What the exercise asks
Find the lines in the records that carry the word "data". Copy each one.
*** Opening of Source information ***
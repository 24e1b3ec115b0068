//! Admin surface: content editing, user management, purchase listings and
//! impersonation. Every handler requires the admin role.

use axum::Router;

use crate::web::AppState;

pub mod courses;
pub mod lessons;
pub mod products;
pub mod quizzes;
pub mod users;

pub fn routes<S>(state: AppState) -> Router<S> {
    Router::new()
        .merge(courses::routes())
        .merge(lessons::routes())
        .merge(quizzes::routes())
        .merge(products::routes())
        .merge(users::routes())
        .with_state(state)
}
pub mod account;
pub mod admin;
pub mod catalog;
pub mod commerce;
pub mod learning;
*** Close of Source information ***
*** Opening of Source information ***
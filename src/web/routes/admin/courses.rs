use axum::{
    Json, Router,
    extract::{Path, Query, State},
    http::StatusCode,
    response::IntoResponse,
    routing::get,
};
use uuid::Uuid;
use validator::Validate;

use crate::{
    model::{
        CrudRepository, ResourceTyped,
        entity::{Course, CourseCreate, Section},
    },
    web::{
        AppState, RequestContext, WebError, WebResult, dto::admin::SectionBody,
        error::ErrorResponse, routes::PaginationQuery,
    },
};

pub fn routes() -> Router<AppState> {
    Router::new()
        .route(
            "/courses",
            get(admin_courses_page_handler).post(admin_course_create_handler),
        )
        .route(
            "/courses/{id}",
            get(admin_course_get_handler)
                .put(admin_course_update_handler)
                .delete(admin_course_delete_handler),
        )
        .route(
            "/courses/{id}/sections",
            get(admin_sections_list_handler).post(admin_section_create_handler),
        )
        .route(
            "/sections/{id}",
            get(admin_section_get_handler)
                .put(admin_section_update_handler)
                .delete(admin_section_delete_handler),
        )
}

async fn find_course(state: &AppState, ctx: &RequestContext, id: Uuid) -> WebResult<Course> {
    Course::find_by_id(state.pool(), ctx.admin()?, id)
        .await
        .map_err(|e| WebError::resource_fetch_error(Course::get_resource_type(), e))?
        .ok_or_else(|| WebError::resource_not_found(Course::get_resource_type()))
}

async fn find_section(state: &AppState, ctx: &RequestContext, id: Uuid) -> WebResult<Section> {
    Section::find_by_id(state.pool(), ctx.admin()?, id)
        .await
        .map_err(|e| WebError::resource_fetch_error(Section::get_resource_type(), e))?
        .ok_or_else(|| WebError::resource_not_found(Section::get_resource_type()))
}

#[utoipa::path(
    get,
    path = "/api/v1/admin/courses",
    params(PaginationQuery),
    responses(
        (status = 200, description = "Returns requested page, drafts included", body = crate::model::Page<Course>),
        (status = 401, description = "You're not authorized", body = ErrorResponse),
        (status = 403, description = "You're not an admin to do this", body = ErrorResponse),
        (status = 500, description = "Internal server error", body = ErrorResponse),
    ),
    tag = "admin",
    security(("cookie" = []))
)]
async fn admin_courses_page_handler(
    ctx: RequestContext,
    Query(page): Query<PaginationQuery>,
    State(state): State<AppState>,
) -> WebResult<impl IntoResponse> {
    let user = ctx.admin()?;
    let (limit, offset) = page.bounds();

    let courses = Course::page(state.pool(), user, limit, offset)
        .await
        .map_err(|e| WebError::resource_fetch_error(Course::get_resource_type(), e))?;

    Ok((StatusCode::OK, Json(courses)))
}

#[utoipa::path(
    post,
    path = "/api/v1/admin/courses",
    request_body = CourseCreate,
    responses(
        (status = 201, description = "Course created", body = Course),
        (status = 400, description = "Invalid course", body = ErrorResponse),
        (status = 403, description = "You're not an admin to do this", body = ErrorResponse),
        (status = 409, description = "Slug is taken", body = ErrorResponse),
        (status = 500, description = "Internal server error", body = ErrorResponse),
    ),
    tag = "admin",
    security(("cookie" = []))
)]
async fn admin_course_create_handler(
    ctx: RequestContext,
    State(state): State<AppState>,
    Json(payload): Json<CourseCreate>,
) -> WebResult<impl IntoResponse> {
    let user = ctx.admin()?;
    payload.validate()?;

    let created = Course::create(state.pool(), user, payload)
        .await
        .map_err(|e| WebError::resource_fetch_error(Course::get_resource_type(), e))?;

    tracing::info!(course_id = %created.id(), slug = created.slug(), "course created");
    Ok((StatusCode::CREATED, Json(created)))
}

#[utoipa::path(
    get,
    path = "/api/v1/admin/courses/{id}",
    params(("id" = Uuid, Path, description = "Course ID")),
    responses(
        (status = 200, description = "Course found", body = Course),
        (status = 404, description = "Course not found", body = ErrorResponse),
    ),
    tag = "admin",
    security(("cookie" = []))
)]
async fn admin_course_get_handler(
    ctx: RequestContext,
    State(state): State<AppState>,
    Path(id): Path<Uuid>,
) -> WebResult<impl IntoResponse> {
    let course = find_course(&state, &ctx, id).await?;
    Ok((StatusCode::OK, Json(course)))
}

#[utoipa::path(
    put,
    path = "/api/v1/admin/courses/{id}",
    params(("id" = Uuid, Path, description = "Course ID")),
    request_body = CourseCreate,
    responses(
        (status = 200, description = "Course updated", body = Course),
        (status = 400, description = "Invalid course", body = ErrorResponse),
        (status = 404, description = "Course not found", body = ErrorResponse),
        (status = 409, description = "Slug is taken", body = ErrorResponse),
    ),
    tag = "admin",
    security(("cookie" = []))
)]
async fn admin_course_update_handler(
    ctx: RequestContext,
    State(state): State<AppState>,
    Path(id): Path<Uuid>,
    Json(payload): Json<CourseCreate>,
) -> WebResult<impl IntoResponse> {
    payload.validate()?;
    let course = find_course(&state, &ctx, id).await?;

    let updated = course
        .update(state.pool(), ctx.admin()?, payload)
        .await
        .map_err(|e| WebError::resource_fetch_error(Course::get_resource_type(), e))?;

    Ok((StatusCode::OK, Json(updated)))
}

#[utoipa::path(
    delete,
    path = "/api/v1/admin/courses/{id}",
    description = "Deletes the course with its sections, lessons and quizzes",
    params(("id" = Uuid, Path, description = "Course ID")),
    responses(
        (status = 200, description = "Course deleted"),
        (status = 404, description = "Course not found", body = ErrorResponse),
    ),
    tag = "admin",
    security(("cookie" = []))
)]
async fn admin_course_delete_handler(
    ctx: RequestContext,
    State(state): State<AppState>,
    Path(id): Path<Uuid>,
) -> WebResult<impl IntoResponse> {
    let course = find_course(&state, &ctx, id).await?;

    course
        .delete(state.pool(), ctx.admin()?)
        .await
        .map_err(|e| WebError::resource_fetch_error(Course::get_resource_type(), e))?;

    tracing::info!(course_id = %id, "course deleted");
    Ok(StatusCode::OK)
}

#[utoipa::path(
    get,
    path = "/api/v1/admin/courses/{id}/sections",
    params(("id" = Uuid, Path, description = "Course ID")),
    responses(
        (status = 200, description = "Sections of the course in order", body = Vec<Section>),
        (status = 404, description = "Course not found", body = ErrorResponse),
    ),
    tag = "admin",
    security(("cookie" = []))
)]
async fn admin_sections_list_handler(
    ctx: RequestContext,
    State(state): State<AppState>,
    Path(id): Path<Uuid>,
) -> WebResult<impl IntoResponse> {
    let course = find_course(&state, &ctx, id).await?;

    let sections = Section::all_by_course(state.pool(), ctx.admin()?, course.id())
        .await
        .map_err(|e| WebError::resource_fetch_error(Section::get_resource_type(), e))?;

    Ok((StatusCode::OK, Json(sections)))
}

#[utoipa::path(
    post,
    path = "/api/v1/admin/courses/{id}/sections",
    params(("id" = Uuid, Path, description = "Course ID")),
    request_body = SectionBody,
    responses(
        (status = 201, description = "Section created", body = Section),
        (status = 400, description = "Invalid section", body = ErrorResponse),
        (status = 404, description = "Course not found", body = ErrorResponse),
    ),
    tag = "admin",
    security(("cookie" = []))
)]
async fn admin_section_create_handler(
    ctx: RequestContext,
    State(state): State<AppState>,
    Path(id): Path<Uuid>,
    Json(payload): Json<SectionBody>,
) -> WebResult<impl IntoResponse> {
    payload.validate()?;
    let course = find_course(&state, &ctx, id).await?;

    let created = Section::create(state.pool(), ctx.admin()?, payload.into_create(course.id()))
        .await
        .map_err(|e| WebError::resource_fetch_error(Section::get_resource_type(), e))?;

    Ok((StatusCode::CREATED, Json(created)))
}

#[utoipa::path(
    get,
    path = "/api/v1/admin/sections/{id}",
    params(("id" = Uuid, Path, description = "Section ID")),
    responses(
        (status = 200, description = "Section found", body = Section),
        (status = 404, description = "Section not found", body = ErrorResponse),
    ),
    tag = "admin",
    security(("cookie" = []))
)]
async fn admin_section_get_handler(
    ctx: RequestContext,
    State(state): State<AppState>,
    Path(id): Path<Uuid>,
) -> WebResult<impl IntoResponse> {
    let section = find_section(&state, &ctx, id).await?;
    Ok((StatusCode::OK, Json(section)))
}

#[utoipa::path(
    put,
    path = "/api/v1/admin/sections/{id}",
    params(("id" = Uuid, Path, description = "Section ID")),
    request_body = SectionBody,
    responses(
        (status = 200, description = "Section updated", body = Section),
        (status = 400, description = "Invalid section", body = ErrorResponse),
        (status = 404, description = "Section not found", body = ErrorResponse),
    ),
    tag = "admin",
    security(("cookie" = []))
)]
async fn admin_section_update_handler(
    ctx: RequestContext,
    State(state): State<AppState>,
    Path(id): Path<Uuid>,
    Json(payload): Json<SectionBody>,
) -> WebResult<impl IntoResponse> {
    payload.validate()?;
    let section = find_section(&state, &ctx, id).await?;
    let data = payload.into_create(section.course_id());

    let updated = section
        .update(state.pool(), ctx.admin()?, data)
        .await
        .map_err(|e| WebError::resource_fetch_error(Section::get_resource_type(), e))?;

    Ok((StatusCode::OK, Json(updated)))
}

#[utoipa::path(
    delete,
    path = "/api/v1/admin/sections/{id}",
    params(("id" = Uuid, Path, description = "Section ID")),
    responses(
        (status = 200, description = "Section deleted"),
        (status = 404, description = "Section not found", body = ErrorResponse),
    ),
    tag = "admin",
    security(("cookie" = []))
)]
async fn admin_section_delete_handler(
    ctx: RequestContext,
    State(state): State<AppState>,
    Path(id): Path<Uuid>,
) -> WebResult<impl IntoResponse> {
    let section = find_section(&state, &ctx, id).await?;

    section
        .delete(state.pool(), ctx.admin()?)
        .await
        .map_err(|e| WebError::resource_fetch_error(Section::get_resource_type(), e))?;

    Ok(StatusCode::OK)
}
*** Close of Source information ***
Result of this exercise
    let data = payload.into_create(section.course_id());
        .update(state.pool(), ctx.admin()?, data)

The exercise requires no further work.